[To do]
Every record shown below should be duplicated exactly.

Segment Start: Given records

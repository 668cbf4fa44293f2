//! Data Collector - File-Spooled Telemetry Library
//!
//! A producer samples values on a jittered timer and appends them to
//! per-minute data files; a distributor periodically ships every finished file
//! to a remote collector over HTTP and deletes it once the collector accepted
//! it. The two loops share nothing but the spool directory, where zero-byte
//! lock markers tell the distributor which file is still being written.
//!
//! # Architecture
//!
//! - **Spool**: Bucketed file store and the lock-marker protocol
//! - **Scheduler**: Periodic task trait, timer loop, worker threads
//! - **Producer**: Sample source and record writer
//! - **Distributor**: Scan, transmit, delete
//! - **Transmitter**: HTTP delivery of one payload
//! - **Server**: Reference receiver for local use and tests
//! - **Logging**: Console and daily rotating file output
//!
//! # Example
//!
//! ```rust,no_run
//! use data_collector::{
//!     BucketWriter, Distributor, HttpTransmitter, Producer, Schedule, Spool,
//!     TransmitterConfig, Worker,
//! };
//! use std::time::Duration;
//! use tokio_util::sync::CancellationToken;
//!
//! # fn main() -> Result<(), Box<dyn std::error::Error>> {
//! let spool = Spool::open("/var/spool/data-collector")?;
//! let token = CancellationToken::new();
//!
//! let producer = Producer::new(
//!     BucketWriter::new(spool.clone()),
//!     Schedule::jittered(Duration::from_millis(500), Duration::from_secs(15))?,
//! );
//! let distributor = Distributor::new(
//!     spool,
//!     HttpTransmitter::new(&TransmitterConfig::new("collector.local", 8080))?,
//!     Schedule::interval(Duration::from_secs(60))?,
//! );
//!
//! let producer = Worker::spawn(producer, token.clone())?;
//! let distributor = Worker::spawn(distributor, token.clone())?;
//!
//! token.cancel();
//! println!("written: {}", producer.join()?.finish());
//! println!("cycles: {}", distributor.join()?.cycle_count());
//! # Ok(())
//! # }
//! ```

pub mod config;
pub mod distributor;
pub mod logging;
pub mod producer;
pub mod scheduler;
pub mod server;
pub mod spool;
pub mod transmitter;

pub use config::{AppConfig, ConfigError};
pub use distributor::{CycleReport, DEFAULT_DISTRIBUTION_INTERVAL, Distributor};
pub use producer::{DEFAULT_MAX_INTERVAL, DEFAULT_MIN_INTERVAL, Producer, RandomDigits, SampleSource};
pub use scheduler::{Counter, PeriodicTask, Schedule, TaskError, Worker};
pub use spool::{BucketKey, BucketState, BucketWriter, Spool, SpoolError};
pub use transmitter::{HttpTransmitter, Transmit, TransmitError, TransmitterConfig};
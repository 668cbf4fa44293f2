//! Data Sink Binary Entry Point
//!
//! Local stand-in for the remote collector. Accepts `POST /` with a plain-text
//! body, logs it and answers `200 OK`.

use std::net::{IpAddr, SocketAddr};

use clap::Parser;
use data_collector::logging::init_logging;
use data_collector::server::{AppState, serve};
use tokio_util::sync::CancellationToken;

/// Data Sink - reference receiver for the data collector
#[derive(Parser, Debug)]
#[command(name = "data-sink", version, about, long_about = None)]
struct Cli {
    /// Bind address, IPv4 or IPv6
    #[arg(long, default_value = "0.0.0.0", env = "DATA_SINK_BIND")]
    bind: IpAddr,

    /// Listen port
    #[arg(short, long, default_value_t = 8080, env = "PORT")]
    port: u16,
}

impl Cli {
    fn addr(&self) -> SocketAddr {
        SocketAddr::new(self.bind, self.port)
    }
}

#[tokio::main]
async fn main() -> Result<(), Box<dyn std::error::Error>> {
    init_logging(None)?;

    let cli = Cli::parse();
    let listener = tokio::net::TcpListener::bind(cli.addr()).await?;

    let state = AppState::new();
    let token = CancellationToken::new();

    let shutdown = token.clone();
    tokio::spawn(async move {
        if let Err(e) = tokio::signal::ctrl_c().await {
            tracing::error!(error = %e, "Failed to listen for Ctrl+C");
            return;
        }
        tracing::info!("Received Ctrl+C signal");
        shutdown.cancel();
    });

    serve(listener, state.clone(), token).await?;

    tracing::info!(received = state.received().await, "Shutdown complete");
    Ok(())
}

Segment End: Given records

[Completed task]
repository 668cbf4fa44293f2
//! Data Collector - File-Spooled Telemetry Library
//!
//! A producer samples values on a jittered timer and appends them to
//! per-minute data files; a distributor periodically ships every finished file
//! to a remote collector over HTTP and deletes it once the collector accepted
//! it. The two loops share nothing but the spool directory, where zero-byte
//! lock markers tell the distributor which file is still being written.
//!
//! # Architecture
//!
//! - **Spool**: Bucketed file store and the lock-marker protocol
//! - **Scheduler**: Periodic task trait, timer loop, worker threads
//! - **Producer**: Sample source and record writer
//! - **Distributor**: Scan, transmit, delete
//! - **Transmitter**: HTTP delivery of one payload
//! - **Server**: Reference receiver for local use and tests
//! - **Logging**: Console and daily rotating file output
//!
//! # Example
//!
//! ```rust,no_run
//! use data_collector::{
//!     BucketWriter, Distributor, HttpTransmitter, Producer, Schedule, Spool,
//!     TransmitterConfig, Worker,
//! };
//! use std::time::Duration;
//! use tokio_util::sync::CancellationToken;
//!
//! # fn main() -> Result<(), Box<dyn std::error::Error>> {
//! let spool = Spool::open("/var/spool/data-collector")?;
//! let token = CancellationToken::new();
//!
//! let producer = Producer::new(
//!     BucketWriter::new(spool.clone()),
//!     Schedule::jittered(Duration::from_millis(500), Duration::from_secs(15))?,
//! );
//! let distributor = Distributor::new(
//!     spool,
//!     HttpTransmitter::new(&TransmitterConfig::new("collector.local", 8080))?,
//!     Schedule::interval(Duration::from_secs(60))?,
//! );
//!
//! let producer = Worker::spawn(producer, token.clone())?;
//! let distributor = Worker::spawn(distributor, token.clone())?;
//!
//! token.cancel();
//! println!("written: {}", producer.join()?.finish());
//! println!("cycles: {}", distributor.join()?.cycle_count());
//! # Ok(())
//! # }
//! ```

pub mod config;
pub mod distributor;
pub mod logging;
pub mod producer;
pub mod scheduler;
pub mod server;
pub mod spool;
pub mod transmitter;

pub use config::{AppConfig, ConfigError};
pub use distributor::{CycleReport, DEFAULT_DISTRIBUTION_INTERVAL, Distributor};
pub use producer::{DEFAULT_MAX_INTERVAL, DEFAULT_MIN_INTERVAL, Producer, RandomDigits, SampleSource};
pub use scheduler::{Counter, PeriodicTask, Schedule, TaskError, Worker};
pub use spool::{BucketKey, BucketState, BucketWriter, Spool, SpoolError};
pub use transmitter::{HttpTransmitter, Transmit, TransmitError, TransmitterConfig};
repository 668cbf4fa44293f2
//! Data Sink Binary Entry Point
//!
//! Local stand-in for the remote collector. Accepts `POST /` with a plain-text
//! body, logs it and answers `200 OK`.

use std::net::{IpAddr, SocketAddr};

use clap::Parser;
use data_collector::logging::init_logging;
use data_collector::server::{AppState, serve};
use tokio_util::sync::CancellationToken;

/// Data Sink - reference receiver for the data collector
#[derive(Parser, Debug)]
#[command(name = "data-sink", version, about, long_about = None)]
struct Cli {
    /// Bind address, IPv4 or IPv6
    #[arg(long, default_value = "0.0.0.0", env = "DATA_SINK_BIND")]
    bind: IpAddr,

    /// Listen port
    #[arg(short, long, default_value_t = 8080, env = "PORT")]
    port: u16,
}

impl Cli {
    fn addr(&self) -> SocketAddr {
        SocketAddr::new(self.bind, self.port)
    }
}

#[tokio::main]
async fn main() -> Result<(), Box<dyn std::error::Error>> {
    init_logging(None)?;

    let cli = Cli::parse();
    let listener = tokio::net::TcpListener::bind(cli.addr()).await?;

    let state = AppState::new();
    let token = CancellationToken::new();

    let shutdown = token.clone();
    tokio::spawn(async move {
        if let Err(e) = tokio::signal::ctrl_c().await {
            tracing::error!(error = %e, "Failed to listen for Ctrl+C");
            return;
        }
        tracing::info!("Received Ctrl+C signal");
        shutdown.cancel();
    });

    serve(listener, state.clone(), token).await?;

    tracing::info!(received = state.received().await, "Shutdown complete");
    Ok(())
}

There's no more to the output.